The Parliamentary Gazetteer 0f Ireland, 1844-1845, Vol. 1

BALSOON, a parish in the barony of Lower Deece, 4 1/2 miles east north east of Trim, Co. Meath, Leinster.  Length, 1 1/4 mile; breadth, 1 ; area, 1,209 acres. Pop., in 1831, 311; in 1841, 340. Houses 61.  The surface lies along the right bank of the Boyne, and consists of good land.  Balsoon demesne is somewhat antiquated.  Archbishop Usher resided and had property in the parish.  The village of Bective Bridge, stands on the western frontier.  This parish is a rectory, and part of the benefice of Assey, in the dio. of Meath.  Tithe composition, £69 4s. 7d.; glebe, £5 12s 6d.  The church is an utter ruin, in the midst of an old cemetery. In 1834, the Protestants amounted to 7, and the Roman Catholics to 313.; and there was no school.
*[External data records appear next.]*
//! 집계/기밀성/에너지원 계수를 한데 묶은 표준값 보고서.

use serde::Serialize;

use crate::building::{aggregate, transmission_heat_transfer, ProjectStats};
use crate::carrier::{EnergyCarrier, FactorTable};
use crate::infiltration::{InfiltrationRate, LeakageTable, StandardCategory, VentilationMode};
use crate::project::Project;

/// 에너지원 하나의 계수 행.
#[derive(Debug, Clone, Copy, PartialEq, Serialize)]
pub struct CarrierRow {
    pub carrier: EnergyCarrier,
    pub pef: f64,
    /// [kg/kWh]
    pub co2: f64,
}

#[derive(Debug, Clone, PartialEq, Serialize)]
pub struct StandardValuesReport {
    pub project: String,
    pub revision: String,
    pub stats: ProjectStats,
    /// H_T [W/K]
    pub transmission_w_per_k: f64,
    /// H_T' [W/m²K]
    pub specific_transmission: Option<f64>,
    pub ventilation_mode: VentilationMode,
    pub category: StandardCategory,
    pub infiltration: InfiltrationRate,
    pub carriers: Vec<CarrierRow>,
}

impl StandardValuesReport {
    /// 프로젝트 스냅샷으로부터 보고서를 만든다. 에너지원은 입력 순서를 유지하고 중복은 제거한다.
    pub fn build(project: &Project, factors: &FactorTable, leakage: &LeakageTable) -> Self {
        let stats = aggregate(&project.zones, &project.surfaces);
        let h_t = transmission_heat_transfer(&project.zones, &project.surfaces);
        let infiltration = leakage.resolve(
            stats.total_volume,
            stats.total_envelope_area,
            project.ventilation_mode,
            project.category,
        );

        let mut carriers: Vec<CarrierRow> = Vec::with_capacity(project.carriers.len());
        for &carrier in &project.carriers {
            if carriers.iter().any(|row| row.carrier == carrier) {
                continue;
            }
            carriers.push(CarrierRow {
                carrier,
                pef: factors.pef(carrier),
                co2: factors.co2(carrier),
            });
        }

        Self {
            project: project.name.clone(),
            revision: factors.revision.to_string(),
            stats,
            transmission_w_per_k: h_t,
            specific_transmission: stats.specific_transmission(h_t),
            ventilation_mode: project.ventilation_mode,
            category: project.category,
            infiltration,
            carriers,
        }
    }
}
The Lewis Topographical Directory was first published in 1837 in two volumes, with an accompanying atlas.   The first edition is available online. A second edition was published in 1842.

Lewis relied on the information provided by local contributors and on the earlier works published such as Coote’s Statistical Survey (1801), Taylor and Skinner’s Maps of the Road of Ireland (1777), Pigot’s Trade Directory (1824) and other sources.  He also used the various parliamentary reports and in particular the census of 1831 and the education returns of the 1820s and early 1830s.  Local contributors were given the proof sheets for final comment and revision.  The names of places are those in use prior to the publication of the Ordnance Survey Atlas in 1838.  Distances are in Irish miles (the statute mile is 0.62 of an Irish mile).

Balsoon, a parish, in the barony of Lower Deece, county of Meath, and province of Leinster, 4 miles (E. by N.) from Trim; containing 311 inhabitants.  This parish is situated on the river Boyne, and on the road from Athboy, by Bective Bridge, to Dunshaughlin.  The land is principally under tillage; the soil is fertile, and the system of agriculture is improved.  Fairs are held at Bective Bridge, near the boundary of the parish.  It is a rectory, in the diocese of Meath, and is part of the union of Assey: the tithes amount to £69. 4.7 1/2.  In the R. C. divisions it forms part of the union or district of Dunsany and Kilmessan, at which latter place is the chapel for this part of the union.